DSX OS is an open-source software platform for AI factory operations, supporting features such as lifecycle management, intelligent scheduling, health automation, multi-tenant operations, and platform services. NVIDIA will also open-source a modular software library, APIs, reference designs, and accelerated computing platforms to build a unified software architecture.
In addition to the core software, DSX also integrates multiple existing capabilities. DSX Reference Design provides reference architectures covering compute, network, storage, power supply, and cooling systems; DSX Sim supports digital twin simulation and optimization across the entire process from planning to operations; DSX Flex can dynamically adjust workloads based on changes in grid load and electricity prices; and DSX Exchange enables data collaboration among the compute, network, energy, and cooling systems.

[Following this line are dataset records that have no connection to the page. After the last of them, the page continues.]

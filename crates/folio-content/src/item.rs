//! Content items and collection loading.
//!
//! A collection is every `*.md` file directly inside one directory. Each file
//! becomes a [`ContentItem`] whose slug, date, layout and permalink are
//! resolved once at load time from its file name, its frontmatter and the
//! directory's defaults.

use std::fs;
use std::path::{Path, PathBuf};

use chrono::NaiveDate;
use serde::Deserialize;
use walkdir::WalkDir;

use crate::date::{file_date, parse_date};
use crate::frontmatter::Frontmatter;
use crate::parser::{parse_document, ParseError};
use crate::permalink::Permalink;
use crate::slug::{date_prefix, derive_slug};

/// Defaults shared by every item in a content directory.
///
/// Read from `<dir>/<dirname>.toml`, e.g. `_posts/_posts.toml`.
#[derive(Debug, Clone, Default, Deserialize, PartialEq)]
#[serde(default)]
pub struct DirectoryData {
    /// Layout applied to items without a `layout` in their frontmatter
    pub layout: Option<String>,

    /// Permalink applied to items without a `permalink` in their frontmatter
    pub permalink: Option<Permalink>,
}

impl DirectoryData {
    /// Load the directory data file for `dir`, if there is one.
    pub fn load(dir: &Path) -> Result<Self, ContentError> {
        let Some(name) = dir.file_name().and_then(|n| n.to_str()) else {
            return Ok(Self::default());
        };

        let path = dir.join(format!("{}.toml", name));
        if !path.is_file() {
            return Ok(Self::default());
        }

        let content = fs::read_to_string(&path).map_err(|e| ContentError::Read {
            path: path.display().to_string(),
            message: e.to_string(),
        })?;

        let data = toml::from_str(&content).map_err(|e| ContentError::DirectoryData {
            path: path.display().to_string(),
            message: e.to_string(),
        })?;

        tracing::debug!("Loaded directory data from {}", path.display());
        Ok(data)
    }

    /// Fill unset fields from `fallback`.
    pub fn or(self, fallback: DirectoryData) -> DirectoryData {
        DirectoryData {
            layout: self.layout.or(fallback.layout),
            permalink: self.permalink.or(fallback.permalink),
        }
    }
}

/// A single post loaded from disk.
#[derive(Debug, Clone)]
pub struct ContentItem {
    /// Source file path
    pub source_path: PathBuf,

    /// Base file name without extension
    pub file_name: String,

    /// Slug before date stripping; equal to `file_name`
    pub raw_slug: String,

    /// Slug with any leading date prefix removed
    pub slug: String,

    /// Parsed frontmatter (empty when the file has none)
    pub frontmatter: Frontmatter,

    /// Markdown body without frontmatter
    pub body: String,

    /// Frontmatter date, else file name date, else modification date
    pub date: NaiveDate,

    /// Resolved layout name
    pub layout: Option<String>,

    /// Resolved permalink pattern
    pub permalink: Permalink,
}

impl ContentItem {
    /// Build an item from a file's path and contents.
    ///
    /// Frontmatter wins over `defaults`; `fallback_permalink` applies when
    /// neither sets a permalink.
    pub fn from_source(
        path: &Path,
        source: &str,
        defaults: &DirectoryData,
        fallback_permalink: &Permalink,
    ) -> Result<Self, ContentError> {
        let doc = parse_document(source).map_err(|e| ContentError::Parse {
            path: path.display().to_string(),
            source: e,
        })?;

        let file_name = path
            .file_stem()
            .map(|s| s.to_string_lossy().to_string())
            .unwrap_or_default();
        let slug = derive_slug(&file_name).to_string();
        let frontmatter = doc.frontmatter.unwrap_or_default();

        let date = match frontmatter.date.as_deref() {
            Some(value) => parse_date(value).ok_or_else(|| ContentError::InvalidDate {
                path: path.display().to_string(),
                value: value.to_string(),
            })?,
            None => date_prefix(&file_name)
                .or_else(|| file_date(path))
                .unwrap_or_default(),
        };

        let layout = frontmatter.layout.clone().or_else(|| defaults.layout.clone());
        let permalink = frontmatter
            .permalink
            .as_deref()
            .map(Permalink::from)
            .or_else(|| defaults.permalink.clone())
            .unwrap_or_else(|| fallback_permalink.clone());

        Ok(Self {
            source_path: path.to_path_buf(),
            raw_slug: file_name.clone(),
            file_name,
            slug,
            frontmatter,
            body: doc.body,
            date,
            layout,
            permalink,
        })
    }

    /// Canonical URL of the item.
    pub fn url(&self) -> String {
        self.permalink.render(&self.slug)
    }

    /// Frontmatter title, falling back to the slug.
    pub fn title(&self) -> &str {
        self.frontmatter.title.as_deref().unwrap_or(&self.slug)
    }
}

/// Canonical permalink for an item: its permalink pattern with the slug
/// substituted, `/writing/<slug>/` under the default configuration.
pub fn compute_permalink(item: &ContentItem) -> String {
    item.url()
}

/// Errors that can occur while loading content.
#[derive(Debug, thiserror::Error)]
pub enum ContentError {
    #[error("Failed to read {path}: {message}")]
    Read { path: String, message: String },

    #[error("Failed to parse {path}: {source}")]
    Parse {
        path: String,
        #[source]
        source: ParseError,
    },

    #[error("Invalid date {value:?} in {path}")]
    InvalidDate { path: String, value: String },

    #[error("Invalid directory data in {path}: {message}")]
    DirectoryData { path: String, message: String },
}

/// Load every `*.md` file directly inside `dir`.
///
/// Directory data found in `dir` takes precedence over `defaults`. Items are
/// returned in natural order: ascending by date, then by source path.
/// A missing directory yields an empty collection.
pub fn load_collection(
    dir: &Path,
    defaults: &DirectoryData,
    fallback_permalink: &Permalink,
) -> Result<Vec<ContentItem>, ContentError> {
    if !dir.is_dir() {
        tracing::warn!("Content directory not found: {}", dir.display());
        return Ok(Vec::new());
    }

    let defaults = DirectoryData::load(dir)?.or(defaults.clone());
    let mut items = Vec::new();

    for entry in WalkDir::new(dir)
        .min_depth(1)
        .max_depth(1)
        .follow_links(true)
        .into_iter()
        .filter_map(|e| e.ok())
    {
        let path = entry.path();

        if !path.is_file() || path.extension().and_then(|e| e.to_str()) != Some("md") {
            continue;
        }

        let source = fs::read_to_string(path).map_err(|e| ContentError::Read {
            path: path.display().to_string(),
            message: e.to_string(),
        })?;

        items.push(ContentItem::from_source(
            path,
            &source,
            &defaults,
            fallback_permalink,
        )?);
    }

    items.sort_by(|a, b| {
        a.date
            .cmp(&b.date)
            .then_with(|| a.source_path.cmp(&b.source_path))
    });

    tracing::debug!("Loaded {} items from {}", items.len(), dir.display());
    Ok(items)
}

#[cfg(test)]
mod tests {
    use super::*;
    use pretty_assertions::assert_eq;
    use tempfile::tempdir;

    fn writing() -> Permalink {
        Permalink::new("/writing/{slug}/")
    }

    fn item(path: &str, source: &str) -> ContentItem {
        ContentItem::from_source(Path::new(path), source, &DirectoryData::default(), &writing())
            .unwrap()
    }

    #[test]
    fn derives_slug_and_permalink_from_dated_name() {
        let post = item("_posts/2024-01-05-hello-world.md", "# Hi");

        assert_eq!(post.file_name, "2024-01-05-hello-world");
        assert_eq!(post.raw_slug, "2024-01-05-hello-world");
        assert_eq!(post.slug, "hello-world");
        assert_eq!(compute_permalink(&post), "/writing/hello-world/");
        assert_eq!(post.date, NaiveDate::from_ymd_opt(2024, 1, 5).unwrap());
    }

    #[test]
    fn undated_name_keeps_its_slug() {
        let post = item("_posts/about.md", "---\ndate: 2023-06-01\n---\n");

        assert_eq!(post.slug, "about");
        assert_eq!(compute_permalink(&post), "/writing/about/");
    }

    #[test]
    fn frontmatter_date_wins_over_file_name() {
        let post = item("_posts/2024-01-05-late.md", "---\ndate: 2024-02-01\n---\n");

        assert_eq!(post.date, NaiveDate::from_ymd_opt(2024, 2, 1).unwrap());
        assert_eq!(post.slug, "late");
    }

    #[test]
    fn rejects_unparseable_frontmatter_date() {
        let result = ContentItem::from_source(
            Path::new("_posts/x.md"),
            "---\ndate: someday\n---\n",
            &DirectoryData::default(),
            &writing(),
        );

        assert!(matches!(result, Err(ContentError::InvalidDate { .. })));
    }

    #[test]
    fn frontmatter_overrides_directory_defaults() {
        let defaults = DirectoryData {
            layout: Some("base.html".to_string()),
            permalink: Some(Permalink::new("/blog/{slug}/")),
        };

        let inherited = ContentItem::from_source(
            Path::new("_posts/2024-01-05-a.md"),
            "",
            &defaults,
            &writing(),
        )
        .unwrap();
        assert_eq!(inherited.layout.as_deref(), Some("base.html"));
        assert_eq!(inherited.url(), "/blog/a/");

        let overridden = ContentItem::from_source(
            Path::new("_posts/2024-01-05-b.md"),
            "---\nlayout: post.html\npermalink: /{slug}.html\n---\n",
            &defaults,
            &writing(),
        )
        .unwrap();
        assert_eq!(overridden.layout.as_deref(), Some("post.html"));
        assert_eq!(overridden.url(), "/b.html");
    }

    #[test]
    fn title_falls_back_to_slug() {
        assert_eq!(item("_posts/2024-01-05-untitled.md", "").title(), "untitled");
        assert_eq!(
            item("_posts/2024-01-05-x.md", "---\ntitle: Named\n---\n").title(),
            "Named"
        );
    }

    #[test]
    fn loads_collection_in_date_order() {
        let temp = tempdir().unwrap();
        let posts = temp.path().join("_posts");
        fs::create_dir_all(posts.join("drafts")).unwrap();

        fs::write(posts.join("2024-03-01-third.md"), "# Third").unwrap();
        fs::write(posts.join("2023-12-25-first.md"), "# First").unwrap();
        fs::write(posts.join("2024-01-05-second.md"), "# Second").unwrap();
        fs::write(posts.join("notes.txt"), "ignored").unwrap();
        fs::write(posts.join("drafts/2025-01-01-nested.md"), "ignored").unwrap();

        let items = load_collection(&posts, &DirectoryData::default(), &writing()).unwrap();
        let slugs: Vec<_> = items.iter().map(|i| i.slug.as_str()).collect();

        assert_eq!(slugs, vec!["first", "second", "third"]);
    }

    #[test]
    fn applies_directory_data_file() {
        let temp = tempdir().unwrap();
        let posts = temp.path().join("_posts");
        fs::create_dir_all(&posts).unwrap();

        fs::write(
            posts.join("_posts.toml"),
            "layout = \"post.html\"\npermalink = \"/essays/{slug}/\"\n",
        )
        .unwrap();
        fs::write(posts.join("2024-01-05-hello.md"), "Hi").unwrap();

        let fallback = DirectoryData {
            layout: Some("base.html".to_string()),
            permalink: None,
        };
        let items = load_collection(&posts, &fallback, &writing()).unwrap();

        assert_eq!(items[0].layout.as_deref(), Some("post.html"));
        assert_eq!(items[0].url(), "/essays/hello/");
    }

    #[test]
    fn reports_invalid_directory_data() {
        let temp = tempdir().unwrap();
        let posts = temp.path().join("_posts");
        fs::create_dir_all(&posts).unwrap();
        fs::write(posts.join("_posts.toml"), "layout = [").unwrap();

        let result = load_collection(&posts, &DirectoryData::default(), &writing());

        assert!(matches!(result, Err(ContentError::DirectoryData { .. })));
    }

    #[test]
    fn missing_directory_is_empty() {
        let temp = tempdir().unwrap();

        let items =
            load_collection(&temp.path().join("nope"), &DirectoryData::default(), &writing())
                .unwrap();

        assert!(items.is_empty());
    }
}
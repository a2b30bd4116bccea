pub mod build;
pub mod dev;
pub mod init;
pub mod serve;
//! Serve a built site without watching or rebuilding.

use std::net::SocketAddr;
use std::path::{Path, PathBuf};

use anyhow::{Context, Result};
use axum::Router;
use tower_http::services::ServeDir;

use crate::config::ConfigFile;

/// Run the serve command.
pub async fn run(config_path: &Path, port: u16, dir: Option<PathBuf>, open: bool) -> Result<()> {
    let dir = site_dir(config_path, dir)?;

    if !dir.is_dir() {
        anyhow::bail!(
            "No built site at {}. Run 'folio build' first.",
            dir.display()
        );
    }

    let addr = SocketAddr::from(([127, 0, 0, 1], port));
    let listener = tokio::net::TcpListener::bind(addr)
        .await
        .with_context(|| format!("Failed to bind to {}", addr))?;

    tracing::info!("Serving {} at http://{}", dir.display(), addr);

    if open {
        let _ = open::that(format!("http://{}", addr));
    }

    let app = Router::new().fallback_service(ServeDir::new(&dir));
    axum::serve(listener, app).await.context("Server error")?;

    Ok(())
}

/// Directory to serve: `--dir` if given, else the configured output directory.
fn site_dir(config_path: &Path, dir: Option<PathBuf>) -> Result<PathBuf> {
    match dir {
        Some(dir) => Ok(dir),
        None => Ok(ConfigFile::load(config_path)?.into_site_config().output_dir),
    }
}
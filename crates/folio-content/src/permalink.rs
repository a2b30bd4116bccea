//! Permalink patterns and their mapping onto output files.

use std::path::{Path, PathBuf};

use serde::Deserialize;

/// A URL pattern with a `{slug}` placeholder, such as `/writing/{slug}/`.
#[derive(Debug, Clone, PartialEq, Eq, Deserialize)]
#[serde(transparent)]
pub struct Permalink(String);

impl Permalink {
    /// Placeholder substituted with the item's slug.
    pub const SLUG: &'static str = "{slug}";

    /// Create a permalink from a pattern.
    pub fn new(pattern: impl Into<String>) -> Self {
        Self(pattern.into())
    }

    /// The raw pattern.
    pub fn pattern(&self) -> &str {
        &self.0
    }

    /// Substitute `slug` into the pattern verbatim.
    pub fn render(&self, slug: &str) -> String {
        self.0.replace(Self::SLUG, slug)
    }
}

impl From<&str> for Permalink {
    fn from(pattern: &str) -> Self {
        Self::new(pattern)
    }
}

/// Map a site URL to the file it is written to under `output_dir`.
///
/// `/writing/hello/` maps to `writing/hello/index.html`, `/feed.xml` to
/// `feed.xml`. Returns `None` for URLs that would escape the output directory.
pub fn output_path_for(output_dir: &Path, url: &str) -> Option<PathBuf> {
    let mut path = output_dir.to_path_buf();

    for segment in url.split('/').filter(|s| !s.is_empty()) {
        if segment == ".." || segment == "." || segment.contains('\\') {
            return None;
        }
        path.push(segment);
    }

    if url.is_empty() || url.ends_with('/') {
        path.push("index.html");
    }

    Some(path)
}
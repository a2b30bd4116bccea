//! Scaffold a new blog.

use std::fs;
use std::path::Path;

use anyhow::{Context, Result};

/// Files written by `folio init`, relative to the project root.
const SCAFFOLD: &[(&str, &str)] = &[
    ("folio.toml", DEFAULT_CONFIG),
    ("_posts/_posts.toml", DEFAULT_POSTS_DATA),
    ("_posts/2024-01-05-hello-world.md", DEFAULT_POST),
    ("_layouts/base.html", DEFAULT_LAYOUT),
    ("index.html", DEFAULT_INDEX),
    (".nojekyll", ""),
];

/// Run the init command.
pub async fn run(root: &Path, yes: bool) -> Result<()> {
    tracing::info!("Initializing folio...");

    let posts_dir = root.join("_posts");

    // Check if posts already exist
    if posts_dir.exists() && !yes {
        tracing::warn!("_posts/ directory already exists. Use --yes to overwrite.");
        return Ok(());
    }

    for (relative, content) in SCAFFOLD {
        let path = root.join(relative);

        if path.exists() && !yes {
            tracing::info!("Keeping existing {}", relative);
            continue;
        }

        if let Some(parent) = path.parent() {
            fs::create_dir_all(parent)
                .with_context(|| format!("Failed to create {}", parent.display()))?;
        }

        fs::write(&path, content).with_context(|| format!("Failed to write {}", relative))?;
        tracing::info!("Created {}", relative);
    }

    fs::create_dir_all(root.join("img")).context("Failed to create img directory")?;

    tracing::info!("Initialization complete!");
    tracing::info!("Run 'folio dev' to start the development server.");

    Ok(())
}

const DEFAULT_CONFIG: &str = r#"# Folio Configuration

[site]
# Source directory
input = "."

# Output directory for the built site
output = "_site"

# Layouts directory, relative to input
layouts = "_layouts"

# Site title
title = "Writing"

# Copied verbatim into the output
passthrough = ["img", "CNAME", "keybase.txt", "favicon.svg", ".nojekyll"]

[posts]
# Posts directory, relative to input
dir = "_posts"

# Canonical URL of each post
permalink = "/writing/{slug}/"

# Old URLs that redirect to the canonical one
redirect_from = "/{slug}/"
redirects = true
"#;

const DEFAULT_POSTS_DATA: &str = r#"# Defaults for every post in this directory
layout = "base.html"
permalink = "/writing/{slug}/"
"#;

const DEFAULT_POST: &str = r#"---
title: Hello World
description: The first post.
---

Welcome to your new blog. This post lives at `/writing/hello-world/`;
the old address `/hello-world/` redirects here.

Posts are markdown files named `YYYY-MM-DD-slug.md` in `_posts/`.
"#;

const DEFAULT_LAYOUT: &str = r#"<!DOCTYPE html>
<html lang="en">
<head>
  <meta charset="utf-8">
  <meta name="viewport" content="width=device-width, initial-scale=1">
  <title>{% if title %}{{ title }} - {% endif %}{{ site.title }}</title>
</head>
<body>
  <header><a href="/">{{ site.title }}</a></header>
  <main>
    {% if date %}<h1>{{ title }}</h1>
    <time datetime="{{ date }}">{{ date | readableDate }}</time>{% endif %}
    {{ content }}
  </main>
</body>
</html>
"#;

const DEFAULT_INDEX: &str = r#"---
title: Writing
layout: base.html
---
<ul class="posts">
{% for post in collections.posts %}
  <li>
    <a href="{{ post.url }}">{{ post.title }}</a>
    <time datetime="{{ post.date }}">{{ post.date | readableDate }}</time>
  </li>
{% endfor %}
</ul>
"#;
//! Folio CLI - static blog generator.

use std::path::{Path, PathBuf};

use anyhow::Result;
use clap::{Parser, Subcommand};
use tracing_subscriber::{fmt, EnvFilter};

mod commands;
mod config;

#[derive(Parser)]
#[command(name = "folio")]
#[command(about = "Static blog generator")]
#[command(version)]
pub struct Cli {
    #[command(subcommand)]
    command: Commands,

    /// Path to folio.toml config file
    #[arg(short, long, default_value = "folio.toml")]
    config: PathBuf,

    /// Enable verbose output
    #[arg(short, long)]
    verbose: bool,
}

#[derive(Subcommand)]
enum Commands {
    /// Scaffold a new blog in the current directory
    Init {
        /// Overwrite existing files
        #[arg(short, long)]
        yes: bool,
    },

    /// Start development server with live reload
    Dev {
        /// Port to listen on
        #[arg(short, long, default_value = "8080")]
        port: u16,

        /// Do not open browser
        #[arg(long)]
        no_open: bool,
    },

    /// Build the static site
    Build {
        /// Output directory (defaults to config or "_site")
        #[arg(short, long)]
        output: Option<PathBuf>,
    },

    /// Preview a built site
    Serve {
        /// Port to listen on
        #[arg(short, long, default_value = "4000")]
        port: u16,

        /// Directory to serve (defaults to the configured output)
        #[arg(short, long)]
        dir: Option<PathBuf>,

        /// Do not open browser
        #[arg(long)]
        no_open: bool,
    },
}

#[tokio::main]
async fn main() -> Result<()> {
    let cli = Cli::parse();

    // Initialize logging
    let filter = if cli.verbose {
        EnvFilter::new("debug")
    } else {
        EnvFilter::new("info")
    };

    fmt().with_env_filter(filter).with_target(false).init();

    // Execute command
    match cli.command {
        Commands::Init { yes } => {
            commands::init::run(Path::new("."), yes).await?;
        }
        Commands::Dev { port, no_open } => {
            commands::dev::run(&cli.config, port, !no_open).await?;
        }
        Commands::Build { output } => {
            commands::build::run(&cli.config, output).await?;
        }
        Commands::Serve { port, dir, no_open } => {
            commands::serve::run(&cli.config, port, dir, !no_open).await?;
        }
    }

    Ok(())
}
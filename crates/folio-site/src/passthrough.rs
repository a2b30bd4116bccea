//! Passthrough copy of static files.

use std::fs;
use std::path::{Path, PathBuf};

use walkdir::WalkDir;

use crate::builder::BuildError;

/// Copy each entry from `input_dir` into `output_dir` verbatim.
///
/// Directories are copied recursively and keep their relative layout, so
/// `img/a.png` lands at `<output>/img/a.png`. Missing entries are skipped
/// with a warning. Returns the number of files copied.
pub fn copy_passthrough(
    input_dir: &Path,
    output_dir: &Path,
    entries: &[PathBuf],
) -> Result<usize, BuildError> {
    let mut copied = 0;

    for entry in entries {
        let source = input_dir.join(entry);

        if source.is_file() {
            copy_file(&source, &output_dir.join(entry))?;
            copied += 1;
        } else if source.is_dir() {
            for file in WalkDir::new(&source)
                .follow_links(true)
                .into_iter()
                .filter_map(|e| e.ok())
                .filter(|e| e.file_type().is_file())
            {
                let relative = file.path().strip_prefix(input_dir).unwrap_or(file.path());
                copy_file(file.path(), &output_dir.join(relative))?;
                copied += 1;
            }
        } else {
            tracing::warn!("Passthrough entry not found: {}", source.display());
        }
    }

    Ok(copied)
}

fn copy_file(from: &Path, to: &Path) -> Result<(), BuildError> {
    if let Some(parent) = to.parent() {
        fs::create_dir_all(parent).map_err(|e| BuildError::WriteError(e.to_string()))?;
    }

    fs::copy(from, to).map_err(|e| {
        BuildError::WriteError(format!("{} -> {}: {}", from.display(), to.display(), e))
    })?;

    tracing::debug!("Copied {}", from.display());
    Ok(())
}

In terms of commercial rollout, cloud service providers such as CoreWeave, Crusoe, IREN, and Lambda have already deployed key DSX components to improve GPU utilization and shorten the time to launch AI cloud services.
The hardware ecosystem is also expanding in parallel. Dell Technologies (DELL.N), Hewlett Packard Enterprise (HPE.N), Lenovo Group (0992.HK), Super Micro Computer (SMCI.O), ASUS, Foxconn, GIGABYTE, Pegatron, and Quanta Cloud Technology are developing NVIDIA DSX-ready systems to help customers build full-stack AI factories.
Meanwhile, DSX Flex has launched commercialization pilot projects together with Emerald AI and Silicon Valley Power to validate the ability of AI factories to dynamically adjust power consumption according to grid demand.
From a strategic perspective, DSX marks NVIDIA’s continued shift from being an AI chip supplier to becoming an AI infrastructure platform provider. By bringing chips, software, data center architecture, operations management, and energy scheduling into a unified system, NVIDIA aims to establish industry standards covering the entire AI factory lifecycle and further strengthen its leading position in the global AI infrastructure market.